▸ **How to complete this task**
Whenever the string "handling" turns up in a line of the data below, copy that line.

(Data excerpts)

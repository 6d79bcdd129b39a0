use crate::body::OutboundBody;
use crate::builder::{OutboundRequestBuilder, payload_body, payload_headers, target_uri};
use crate::encoding::{JSON_ENCODER, PayloadEncoder};
use crate::error::ForwardError;
use crate::request::NormalizedRequest;
use http::{HeaderMap, Method, Uri};
use std::fmt;

/// Builds PATCH requests.
///
/// The uri is the target url alone: query parameters of the inbound request are not propagated. The body is
/// the decoded payload encoded again, sent as a single chunk. An absent payload is sent as an empty body
/// while an explicit json `null` is sent as `null`.
#[derive(Clone, Copy)]
pub struct PatchRequestBuilder<'req> {
    request: &'req NormalizedRequest,
    encoder: &'req dyn PayloadEncoder,
}

impl<'req> PatchRequestBuilder<'req> {
    pub fn new(request: &'req NormalizedRequest) -> Self {
        Self::with_encoder(request, &JSON_ENCODER)
    }

    pub fn with_encoder(request: &'req NormalizedRequest, encoder: &'req dyn PayloadEncoder) -> Self {
        Self { request, encoder }
    }
}

impl fmt::Debug for PatchRequestBuilder<'_> {
    fn fmt(&self, f: &mut fmt::Formatter<'_>) -> fmt::Result {
        f.debug_struct("PatchRequestBuilder").field("request", self.request).finish_non_exhaustive()
    }
}

impl OutboundRequestBuilder for PatchRequestBuilder<'_> {
    fn method(&self) -> Method {
        Method::PATCH
    }

    fn uri(&self) -> Result<Uri, ForwardError> {
        target_uri(self.request, false)
    }

    fn headers(&self) -> HeaderMap {
        payload_headers(self.request, self.encoder)
    }

    fn body(&self) -> Result<OutboundBody, ForwardError> {
        payload_body(self.request, self.encoder)
    }
}
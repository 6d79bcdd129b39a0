//! Outbound request reconstruction for the micro http gateway
//!
//! Once routing has picked an upstream and the inbound body has been decoded, the gateway has to build the
//! request it actually sends upstream. The shape of that request depends on the method: DELETE forwards
//! the query but never a body, PATCH re-encodes the decoded payload and drops the query, methods without
//! special handling are passed through untouched. This crate does exactly that and nothing else; routing,
//! transport and connection handling live elsewhere.
//!
//! # Data flow
//!
//! ```text
//! ExchangeContext (transport) ──▶ NormalizedRequest ──▶ BuilderSelector ──▶ OutboundRequestBuilder
//!                                                                                   │
//!                                          transport layer ◀── OutboundRequest ◀────┘
//! ```
//!
//! - [`NormalizedRequest`]: immutable snapshot of the inbound request plus the routing-resolved target url
//! - [`BuilderSelector`]: picks one builder per method, falling back to [`DefaultRequestBuilder`]
//! - [`OutboundRequestBuilder`]: method, uri, headers and body of the upstream call
//! - [`OutboundBody`]: lazy body implementing [`http_body::Body`]
//! - [`JsonEncoder`]: re-encodes decoded payloads
//!
//! # Example
//!
//! ```
//! use http::{Method, Uri};
//! use micro_gateway::{BuilderSelector, NormalizedRequest};
//!
//! let selector = BuilderSelector::default();
//! let request = NormalizedRequest::builder(Method::DELETE)
//!     .target_url(Uri::from_static("https://upstream.example/api/orders/42"))
//!     .query("force", "true")
//!     .build();
//!
//! let outbound = selector.build_outbound(&request).unwrap();
//! assert_eq!(outbound.method(), Method::DELETE);
//! assert_eq!(outbound.uri(), "https://upstream.example/api/orders/42?force=true");
//! ```

mod body;
mod encoding;
mod error;
mod outbound;
mod request;

pub mod builder;

#[cfg(test)]
mod test_utils;

pub use body::{OutboundBody, RawBody};
pub use builder::{BuilderSelector, DefaultRequestBuilder, OutboundRequestBuilder};
pub use encoding::{JsonEncoder, PayloadEncoder};
pub use error::{BodyError, ConfigurationError, EncodingError, ForwardError};
pub use outbound::OutboundRequest;
pub use request::{ExchangeContext, GatewayRequestUrl, NormalizedRequest, NormalizedRequestBuilder, QueryParams};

(End Data excerpts)

▸ **Output**
//! special handling are passed through untouched. This crate does exactly that and nothing else; routing,
//! transport and connection handling live elsewhere.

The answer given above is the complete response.